Monday, May 2, 2011

Tutti Frutti

Once upon a time, we had peach trees. 

Four of them, at our old house.  The first summer after we put them in, they were weighed down with hundreds of rosy fuzzy fruit.  Sweet and juicy -- they literally tasted like summer. We gorged ourselves for several weeks in as many ways as we could imagine --  peach soup, pies, cobblers, sliced into cereal or yogurt, grilled and drizzled with honey, and simply eaten straight from the tree. As the season ended, I froze several quarts for pies over the winter, and we all looked forward with great anticipation to what we hoped would be even greater bounty the second year.

What we didn't know what that a stringer for the Rodent Report had picked up the scent.  The RR is a sister publication to the Insect Informer, the newsletter that tells tomato hornworms where we've planted the tomatoes each year, lets cutworms know where to find the eggplant, and alerts cabbage moths when the broccoli is ready so they can cover it with their nasty slimy black eggs.  I am not making this up.

In any event, the squirrels got the word and must have spent the entire winter rehearsing.  When the next spring came around, we tended lovingly to our peach trees, watching as the blossoms fell and the fruit emerged, swelled, and headed towards ripeness.  I distinctly remember the lovely summer evening when we strolled out to discover that the peaches were ready, and we talked about harvesting some the next morning to have them fresh for breakfast.  We spoke about this out loud.  Big mistake.  The squirrels' Paul Revere was listening -- and he rode out that very night.

When we emerged the next morning, baskets ready, we saw to our horror that every single peach had been eaten.  Every. Single. Peach. It had been a lightning midnight raid conducted with the efficiency of Navy Seals.  All that was left were several hundred pits littering the ground like so many discarded shell casings.  And I swear we could hear the squirrels laughing at us as we stood there slack-jawed.  I only hope they all had colossal stomach aches.

We spent the next several years locked in mortal combat with these fluffy-tailed rats.   Mr. Mulch, being a Navy man, tried the kind of guards used to keep rats off ships -- round metal collars that wrap, conelike, around the trunk of the tree.  It's the same principle vets use with those cones that keep dogs from chewing on their tail or other more tender body parts.  That did indeed keep the squirrels from climbing up the tree trunks, but they simply switched to an arial assault, flinging themselves at the most heavily laden top peach branches from the taller trees surrounding our poor decimated grove.  Our less-than-genius dogs were no match for clever squirrel tactics... they'd repeatedly chase a designated decoy while the rest of the brood scarfed down fruit.  And I probably shouldn't mention the air rifle.  Suffice it to say the squirrels outnumbered the ammunition.

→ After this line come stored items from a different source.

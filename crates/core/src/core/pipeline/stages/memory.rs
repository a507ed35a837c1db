//! Memory (MEM) stage.
//!
//! Performs the load or store the EX/MEM latch requests. A memory fault
//! invalidates the output latch (the instruction becomes a bubble) and the
//! cycle continues. Stores record their pre-write bytes so the journal can
//! reverse them.

use log::error;

use crate::common::Fault;
use crate::core::pipeline::latches::{ExMem, MemWb};
use crate::core::units::fpu::nan_handling::box_f32;
use crate::core::Machine;
use crate::isa::opcodes::load_funct3;
use crate::journal::MemWrite;

/// Executes the memory stage on the current EX/MEM latch.
///
/// Returns the next MEM/WB latch and the reversible record of the store this
/// cycle performed, if any.
pub fn memory_stage(ex_mem: &ExMem, machine: &mut Machine) -> (MemWb, Option<MemWrite>) {
    let mut result = MemWb {
        valid: ex_mem.valid,
        inst: ex_mem.inst,
        pc: ex_mem.pc,
        seq: ex_mem.seq,
        ctrl: ex_mem.ctrl,
        rd: ex_mem.rd,
        alu_result: ex_mem.alu_result,
        load_data: 0,
        fp_flags: ex_mem.fp_flags,
    };

    if !ex_mem.valid {
        return (result, None);
    }

    let addr = ex_mem.alu_result;

    if ex_mem.ctrl.mem_read {
        let loaded = if ex_mem.ctrl.rd_fp {
            // FP loads: FLW NaN-boxes the 32-bit pattern, FLD is raw.
            if ex_mem.ctrl.is_double {
                machine.mem.read_u64(addr)
            } else {
                machine
                    .mem
                    .read_u32(addr)
                    .map(|w| box_f32(f32::from_bits(w)))
            }
        } else {
            match ex_mem.funct3 {
                load_funct3::LB => machine.mem.read_u8(addr).map(|v| v as i8 as i64 as u64),
                load_funct3::LH => machine.mem.read_u16(addr).map(|v| v as i16 as i64 as u64),
                load_funct3::LW => machine.mem.read_u32(addr).map(|v| v as i32 as i64 as u64),
                load_funct3::LD => machine.mem.read_u64(addr),
                load_funct3::LBU => machine.mem.read_u8(addr).map(u64::from),
                load_funct3::LHU => machine.mem.read_u16(addr).map(u64::from),
                load_funct3::LWU => machine.mem.read_u32(addr).map(u64::from),
                _ => Err(Fault::IllegalInstruction(ex_mem.inst)),
            }
        };

        match loaded {
            Ok(value) => result.load_data = value,
            Err(fault) => {
                error!("memory read at {:#x} failed: {}", addr, fault);
                result.valid = false;
                result.ctrl.reg_write = false;
                return (result, None);
            }
        }
    }

    let mut mem_write = None;
    if ex_mem.ctrl.mem_write {
        let width = 1usize << (ex_mem.funct3 & 0x3);
        let bytes = ex_mem.store_data.to_le_bytes();
        let new_bytes = bytes[..width].to_vec();

        let stored = match machine.mem.peek_bytes(addr, width) {
            Ok(old_bytes) => machine
                .mem
                .write_bytes(addr, &new_bytes)
                .map(|()| old_bytes),
            Err(fault) => Err(fault),
        };

        match stored {
            Ok(old_bytes) => {
                mem_write = Some(MemWrite {
                    address: addr,
                    old_bytes,
                    new_bytes,
                });
            }
            Err(fault) => {
                error!("memory write at {:#x} failed: {}", addr, fault);
                result.valid = false;
                result.ctrl.reg_write = false;
                return (result, None);
            }
        }
    }

    (result, mem_write)
}
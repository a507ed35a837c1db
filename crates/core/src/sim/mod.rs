//! Simulation drivers: program images, the facade, and the single-cycle
//! variant.

pub mod loader;
pub mod simulator;
pub mod single_cycle;

pub use loader::ProgramImage;
pub use simulator::{Simulator, Status};
//! Instruction decoder.
//!
//! Expands a raw 32-bit instruction word into its bit fields and computes the
//! sign-extended immediate for the format the opcode selects. Decoding has no
//! side effects; unrecognized opcodes fail with
//! [`Fault::IllegalInstruction`](crate::common::Fault::IllegalInstruction).

use crate::common::Fault;
use crate::isa::opcodes::{fp, rv64i};

/// Instruction encoding format selected by the major opcode.
#[derive(Clone, Copy, Debug, PartialEq, Eq)]
pub enum InstFormat {
    /// Register-register (OP, OP-32).
    R,
    /// Register-immediate, loads, JALR (OP-IMM, OP-IMM-32, LOAD, JALR).
    I,
    /// Stores.
    S,
    /// Conditional branches.
    B,
    /// Upper-immediate (LUI, AUIPC).
    U,
    /// JAL.
    J,
    /// Floating-point register-register (OP-FP).
    FpR,
    /// Floating-point load (LOAD-FP).
    FpLoad,
    /// Floating-point store (STORE-FP).
    FpStore,
}

/// Product of decoding one instruction word.
///
/// Field extraction is unconditional; the immediate is sign-extended according
/// to the format. A `Decoded` value carries everything Decode and the control
/// generator need, so the raw word never has to be re-parsed downstream.
#[derive(Clone, Copy, Debug, PartialEq, Eq)]
pub struct Decoded {
    /// 7-bit major opcode.
    pub opcode: u32,
    /// Destination register index.
    pub rd: u8,
    /// `funct3` field.
    pub funct3: u8,
    /// First source register index.
    pub rs1: u8,
    /// Second source register index.
    pub rs2: u8,
    /// `funct7` field.
    pub funct7: u8,
    /// Sign-extended immediate for the instruction's format.
    pub imm: i32,
    /// Encoding format tag.
    pub format: InstFormat,
}

/// I-type immediate: bits 31:20, sign-extended.
fn imm_i(inst: u32) -> i32 {
    (inst as i32) >> 20
}

/// S-type immediate: bits 31:25 and 11:7, sign-extended.
fn imm_s(inst: u32) -> i32 {
    ((inst & 0xFE00_0000) as i32 >> 20) | ((inst >> 7) & 0x1F) as i32
}

/// B-type immediate: bits 31|7|30:25|11:8, scaled by 2, sign-extended.
fn imm_b(inst: u32) -> i32 {
    ((inst & 0x8000_0000) as i32 >> 19)
        | (((inst >> 7) & 0x1) as i32) << 11
        | (((inst >> 25) & 0x3F) as i32) << 5
        | (((inst >> 8) & 0xF) as i32) << 1
}

/// U-type immediate: bits 31:12, already in position.
fn imm_u(inst: u32) -> i32 {
    (inst & 0xFFFF_F000) as i32
}

/// J-type immediate: bits 31|19:12|20|30:21, scaled by 2, sign-extended.
fn imm_j(inst: u32) -> i32 {
    ((inst & 0x8000_0000) as i32 >> 11)
        | (inst & 0x000F_F000) as i32
        | (((inst >> 20) & 0x1) as i32) << 11
        | (((inst >> 21) & 0x3FF) as i32) << 1
}

/// Decodes one 32-bit instruction word.
///
/// Returns the extracted fields, the format tag, and the sign-extended
/// immediate. Fails with [`Fault::IllegalInstruction`] if the major opcode is
/// not one of the recognized encodings.
pub fn decode(inst: u32) -> Result<Decoded, Fault> {
    let opcode = inst & 0x7F;

    let format = match opcode {
        rv64i::OP_REG | rv64i::OP_REG_32 => InstFormat::R,
        rv64i::OP_IMM | rv64i::OP_IMM_32 | rv64i::OP_LOAD | rv64i::OP_JALR => InstFormat::I,
        rv64i::OP_STORE => InstFormat::S,
        rv64i::OP_SYSTEM => InstFormat::I,
        rv64i::OP_BRANCH => InstFormat::B,
        rv64i::OP_LUI | rv64i::OP_AUIPC => InstFormat::U,
        rv64i::OP_JAL => InstFormat::J,
        fp::OP_FP => InstFormat::FpR,
        fp::OP_LOAD_FP => InstFormat::FpLoad,
        fp::OP_STORE_FP => InstFormat::FpStore,
        _ => return Err(Fault::IllegalInstruction(inst)),
    };

    let imm = match format {
        InstFormat::R | InstFormat::FpR => 0,
        InstFormat::I | InstFormat::FpLoad => imm_i(inst),
        InstFormat::S | InstFormat::FpStore => imm_s(inst),
        InstFormat::B => imm_b(inst),
        InstFormat::U => imm_u(inst),
        InstFormat::J => imm_j(inst),
    };

    Ok(Decoded {
        opcode,
        rd: ((inst >> 7) & 0x1F) as u8,
        funct3: ((inst >> 12) & 0x7) as u8,
        rs1: ((inst >> 15) & 0x1F) as u8,
        rs2: ((inst >> 20) & 0x1F) as u8,
        funct7: ((inst >> 25) & 0x7F) as u8,
        imm,
        format,
    })
}
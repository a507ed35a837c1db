//! Simulation statistics collection and reporting.
//!
//! This module tracks the performance counters the pipeline maintains:
//! 1. **Cycle and IPC:** Total cycles, retired instructions, derived CPI.
//! 2. **Hazards:** Stall cycles and operand-forward counts.
//! 3. **Branch prediction:** Correct predictions and mispredictions.

/// Performance counters for one simulator instance.
///
/// `cycles` advances once per `PipelinedStep`; `instructions_retired` counts
/// instructions leaving Writeback. Undo rewinds all counters.
#[derive(Clone, Debug, Default, PartialEq, Eq)]
pub struct SimStats {
    /// Total simulator cycles elapsed.
    pub cycles: u64,
    /// Number of instructions committed (retired).
    pub instructions_retired: u64,
    /// Cycles lost to stalls and flushes.
    pub stall_cycles: u64,
    /// Operand-mux selections that bypassed the register file.
    pub num_forwards: u64,
    /// Resolved branches whose prediction was correct.
    pub branch_predictions: u64,
    /// Resolved branches whose prediction was wrong.
    pub branch_mispredictions: u64,
}

impl SimStats {
    /// Creates zeroed counters.
    pub fn new() -> Self {
        Self::default()
    }

    /// Cycles per retired instruction, or 0.0 before anything retires.
    pub fn cpi(&self) -> f64 {
        if self.instructions_retired == 0 {
            0.0
        } else {
            self.cycles as f64 / self.instructions_retired as f64
        }
    }

    /// Fraction of resolved branches predicted correctly, or 1.0 when no
    /// branch has resolved.
    pub fn branch_accuracy(&self) -> f64 {
        let total = self.branch_predictions + self.branch_mispredictions;
        if total == 0 {
            1.0
        } else {
            self.branch_predictions as f64 / total as f64
        }
    }

    /// Prints a human-readable counter report to stdout.
    pub fn report(&self) {
        println!("--- Simulation Statistics ---");
        println!("Cycles:                {}", self.cycles);
        println!("Instructions retired:  {}", self.instructions_retired);
        println!("CPI:                   {:.3}", self.cpi());
        println!("Stall cycles:          {}", self.stall_cycles);
        println!("Operand forwards:      {}", self.num_forwards);
        println!(
            "Branch prediction:     {} correct, {} wrong ({:.1}%)",
            self.branch_predictions,
            self.branch_mispredictions,
            self.branch_accuracy() * 100.0
        );
    }
}
//! General-Purpose Register file.
//!
//! This module implements the integer register file:
//! 1. **Storage:** 32 registers (`x0`-`x31`).
//! 2. **Invariant Enforcement:** `x0` is hardwired to zero.
//! 3. **Debugging:** a dump utility for the CLI.

/// General-Purpose Register file.
///
/// Register `x0` reads as zero at all times; writes to it are dropped.
#[derive(Clone, PartialEq, Eq)]
pub struct Gpr {
    regs: [u64; 32],
}

impl Gpr {
    /// Creates a register file with all registers zeroed.
    pub fn new() -> Self {
        Self { regs: [0; 32] }
    }

    /// Reads a register. `x0` always returns 0.
    pub fn read(&self, idx: usize) -> u64 {
        if idx == 0 { 0 } else { self.regs[idx] }
    }

    /// Writes a register. Writes to `x0` are dropped.
    pub fn write(&mut self, idx: usize, val: u64) {
        if idx != 0 {
            self.regs[idx] = val;
        }
    }

    /// Dumps all registers to stdout in pairs, hex formatted.
    pub fn dump(&self) {
        for i in (0..32).step_by(2) {
            println!(
                "x{:<2}={:#018x} x{:<2}={:#018x}",
                i,
                self.read(i),
                i + 1,
                self.read(i + 1)
            );
        }
    }
}

impl Default for Gpr {
    fn default() -> Self {
        Self::new()
    }
}
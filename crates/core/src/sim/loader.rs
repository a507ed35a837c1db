//! Program images.
//!
//! The assembler front end produces an ordered sequence of 32-bit
//! little-endian instruction words, an optional data blob, and a mapping from
//! instruction index to source line for display. The loader side of the
//! simulator only needs to copy those into memory at the configured section
//! starts.

/// An assembled program ready to load.
#[derive(Clone, Debug, Default)]
pub struct ProgramImage {
    /// Instruction words in text-section order.
    pub text: Vec<u32>,
    /// Data-section blob, loaded at `data_section_start`.
    pub data: Vec<u8>,
    /// Source line per instruction index, for display.
    pub line_map: Vec<u32>,
}

impl ProgramImage {
    /// Builds an image from instruction words alone.
    pub fn from_words(words: &[u32]) -> Self {
        Self {
            text: words.to_vec(),
            data: Vec::new(),
            line_map: Vec::new(),
        }
    }

    /// Builds an image from raw little-endian bytes (e.g. an assembled
    /// binary file). Trailing bytes that do not fill a word are dropped.
    pub fn from_le_bytes(bytes: &[u8]) -> Self {
        let text = bytes
            .chunks_exact(4)
            .map(|chunk| u32::from_le_bytes([chunk[0], chunk[1], chunk[2], chunk[3]]))
            .collect();
        Self {
            text,
            data: Vec::new(),
            line_map: Vec::new(),
        }
    }

    /// Attaches a data-section blob.
    pub fn with_data(mut self, data: Vec<u8>) -> Self {
        self.data = data;
        self
    }

    /// Attaches the instruction-index to source-line mapping.
    pub fn with_line_map(mut self, line_map: Vec<u32>) -> Self {
        self.line_map = line_map;
        self
    }

    /// Text-section size in bytes.
    pub fn size_bytes(&self) -> u64 {
        self.text.len() as u64 * 4
    }

    /// Source line of the instruction at `index`, if the map covers it.
    pub fn source_line(&self, index: usize) -> Option<u32> {
        self.line_map.get(index).copied()
    }
}
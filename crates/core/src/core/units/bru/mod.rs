//! Branch prediction unit (BRU) implementations.
//!
//! This module contains the prediction policies selectable through
//! `Execution.branch_prediction`: never-taken, static
//! (backward-taken/forward-not-taken), and the per-PC dynamic 1-bit and
//! 2-bit history predictors, together with the branch history table they
//! share.

pub use self::branch_predictor::BranchPredictor;

/// Branch predictor trait.
pub mod branch_predictor;

/// Branch History Table shared by the dynamic predictors.
pub mod bht;

/// Dynamic per-PC single-bit predictor.
pub mod one_bit;

/// Static backward-taken / forward-not-taken predictor.
pub mod static_bp;

/// Dynamic per-PC 2-bit saturating-counter predictor.
pub mod two_bit;

use self::{
    one_bit::OneBitPredictor, static_bp::StaticPredictor, two_bit::TwoBitPredictor,
};
use crate::config::PredictorMode;

/// Enum wrapper for static dispatch of branch predictors.
/// This avoids vtable lookups in the fetch loop.
pub enum PredictorWrapper {
    /// Never predict taken; branches resolve late in Execute.
    None,
    Static(StaticPredictor),
    OneBit(OneBitPredictor),
    TwoBit(TwoBitPredictor),
}

impl PredictorWrapper {
    /// Creates the predictor selected by the configuration.
    pub fn new(mode: PredictorMode) -> Self {
        match mode {
            PredictorMode::None => Self::None,
            PredictorMode::Static => Self::Static(StaticPredictor),
            PredictorMode::Dynamic1Bit => Self::OneBit(OneBitPredictor::new()),
            PredictorMode::Dynamic2Bit => Self::TwoBit(TwoBitPredictor::new()),
        }
    }
}

impl BranchPredictor for PredictorWrapper {
    /// Predicts the direction and target for the instruction at `pc`.
    #[inline(always)]
    fn predict(&self, pc: u64, inst: u32) -> (bool, u64) {
        match self {
            Self::None => (false, 0),
            Self::Static(bp) => bp.predict(pc, inst),
            Self::OneBit(bp) => bp.predict(pc, inst),
            Self::TwoBit(bp) => bp.predict(pc, inst),
        }
    }

    /// Trains the predictor with the resolved outcome of the branch at `pc`.
    #[inline(always)]
    fn update(&mut self, pc: u64, taken: bool) {
        match self {
            Self::None => {}
            Self::Static(bp) => bp.update(pc, taken),
            Self::OneBit(bp) => bp.update(pc, taken),
            Self::TwoBit(bp) => bp.update(pc, taken),
        }
    }

    /// Clears all prediction state.
    #[inline(always)]
    fn reset(&mut self) {
        match self {
            Self::None => {}
            Self::Static(bp) => bp.reset(),
            Self::OneBit(bp) => bp.reset(),
            Self::TwoBit(bp) => bp.reset(),
        }
    }
}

So eventually, we moved.  Not because of the squirrels, but I do think they waved and clapped their little peach-stained paws as we left the driveway for the last time.

Now relocated, older, and wiser, we still have squirrels.  And we still have fruit trees -- ornamental fruit trees.  They bloom beautifully, but bear no fruit.  And in late April - Early May, they brighten up the early garden with a brief, but glorious display.


Upright Pink Weeping Cherry

Bradford Pear

White Weeping Cherry
 

Black Plum Tree

I'd like to think that the squirrels mistake these for real fruit trees and quiver with anticipation at the promise of future fruit when they see them blooming, only to be shattered by frustration when the trees turn leafy, but barren.  I'd like to think that, but I fear the truth is closer to this: 

They're waiting for the next issue of the Rodent Report to tell them whether or not we're planting corn this year -- and where.